I remember my first college cross country race at Brown University a few weeks later. David ran in the varsity event and finished about dead last. I recall Brown’s coach laughing at him, saying that he wouldn’t amount to anything. Maybe if he worked at it, he might become a back-of-the-pack runner someday, the coach said. Our coach, Billy Smith, and The Stiper and Hossy all just laughed and walked away. I asked David why he bothered with this and he said that he was trying to get stronger. Stronger for what I wanted to know, but he had already left to jog a few more miles. Naughton said something smart aleckie, Westergom ignored it all, lost in the thought of chasing our rather foul smelling teammate for another 3 miles in the freshman race, and I got ready for a lot of pain.

Cross country season ended and with it came the start of indoor track. And there I saw just who David was. In his element, the 110 meter high hurdles or maybe the 400 meter run, he was as graceful as a gazelle and faster than a cheetah. And he was mean. The British gent with the long legs which came up to your chest, became all elbows on a tight turn and it was not unusual to see someone with a bloody nose in a close race indoors. And he never lost. Never.

Spring came in 1968 and David disappeared for a while. He said that he had to return to England to work something out. But he said that we might see him again soon and that he would write. He was correct on both counts. He wrote. And when we next saw David he was in the blocks for the finals of the 400 meter hurdles in the 1968 Mexico City Olympics. The Stiper, Peter, Paul, Naughton, Westergom and I all cheered him lustily as he obliterated the field and was awarded the gold medal. Our friend and a gentleman always, was David Hemery.

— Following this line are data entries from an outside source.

//! Input validation: make sure the source PDF exists, is readable, and
//! starts with the `%PDF` magic bytes before pdfium ever sees it.
//!
//! pdfium reports a missing file and a JPEG renamed to `.pdf` with the same
//! opaque error code; checking up front lets each case surface as its own
//! [`FormFillError`] variant.

use crate::error::FormFillError;
use std::io::Read;
use std::path::{Path, PathBuf};
use tracing::debug;

/// Validate a local PDF path and return it as an owned `PathBuf`.
pub fn resolve_local(path: &Path) -> Result<PathBuf, FormFillError> {
    let path = path.to_path_buf();

    if !path.exists() {
        return Err(FormFillError::FileNotFound { path });
    }
    if path.is_dir() {
        return Err(FormFillError::CorruptPdf {
            path,
            detail: "path is a directory".into(),
        });
    }

    match std::fs::File::open(&path) {
        Ok(mut f) => {
            let mut magic = [0u8; 4];
            match f.read_exact(&mut magic) {
                Ok(()) if &magic != b"%PDF" => {
                    return Err(FormFillError::NotAPdf { path, magic });
                }
                Ok(()) => {}
                Err(_) => {
                    return Err(FormFillError::CorruptPdf {
                        path,
                        detail: "file is shorter than a PDF header".into(),
                    });
                }
            }
        }
        Err(e) if e.kind() == std::io::ErrorKind::PermissionDenied => {
            return Err(FormFillError::PermissionDenied { path });
        }
        Err(_) => {
            return Err(FormFillError::FileNotFound { path });
        }
    }

    debug!("Resolved local PDF: {}", path.display());
    Ok(path)
}

#[cfg(test)]
mod tests {
    use super::*;
    use std::io::Write;

    #[test]
    fn missing_file_is_not_found() {
        let err = resolve_local(Path::new("/definitely/not/here.pdf")).unwrap_err();
        assert!(matches!(err, FormFillError::FileNotFound { .. }));
        assert!(err.is_document_open());
    }

    #[test]
    fn wrong_magic_is_rejected() {
        let mut tmp = tempfile::NamedTempFile::new().unwrap();
        tmp.write_all(b"\x89PNG rest of file").unwrap();
        let err = resolve_local(tmp.path()).unwrap_err();
        match err {
            FormFillError::NotAPdf { magic, .. } => assert_eq!(&magic, b"\x89PNG"),
            other => panic!("unexpected error: {other:?}"),
        }
    }

    #[test]
    fn truncated_file_is_corrupt() {
        let mut tmp = tempfile::NamedTempFile::new().unwrap();
        tmp.write_all(b"%P").unwrap();
        let err = resolve_local(tmp.path()).unwrap_err();
        assert!(matches!(err, FormFillError::CorruptPdf { .. }));
    }

    #[test]
    fn pdf_header_is_accepted() {
        let mut tmp = tempfile::NamedTempFile::new().unwrap();
        tmp.write_all(b"%PDF-1.7\n%%EOF\n").unwrap();
        assert_eq!(resolve_local(tmp.path()).unwrap(), tmp.path());
    }
}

Time erodes all memories and what has become of my friends? The Stiper graduated in 1968 and went to Oregon to work for a new upstart company that none of us had never heard of. It was named “Nike”. I know that he has done well.

The last time I saw Peter and Paul Hoss, they were driving in Peter’s old VW bug. It had no brakes and both of them were dragging their feet on the ground, outside the open doors, trying to stop it before it ran into a tree in The Stiper’s front yard in Brockton. I hope that they are still running, they were so good at it.

Naughton was thoroughly obsessed with breaking four minutes in the mile and after running a 4:05 our freshman year, he ran himself out both physically and emotionally and eventually returned to Ireland. Jack Westergom ran himself out too, trying to compete with Naughton (who he never did beat at any distance), but believe it or not, he and Naughton roomed together their sophomore year on the condition that Naughton bathe more frequently and use deodorant. He did and they did become the closest of friends for a while.

And David Hemery, after winning his gold medal in Mexico City, won bronze in 1972 in the Munich Olympics, and in 1998, was elected the Chairman of Athletics in the UK. As Yogi Berra might say, “if you don’t believe me, you could look it up.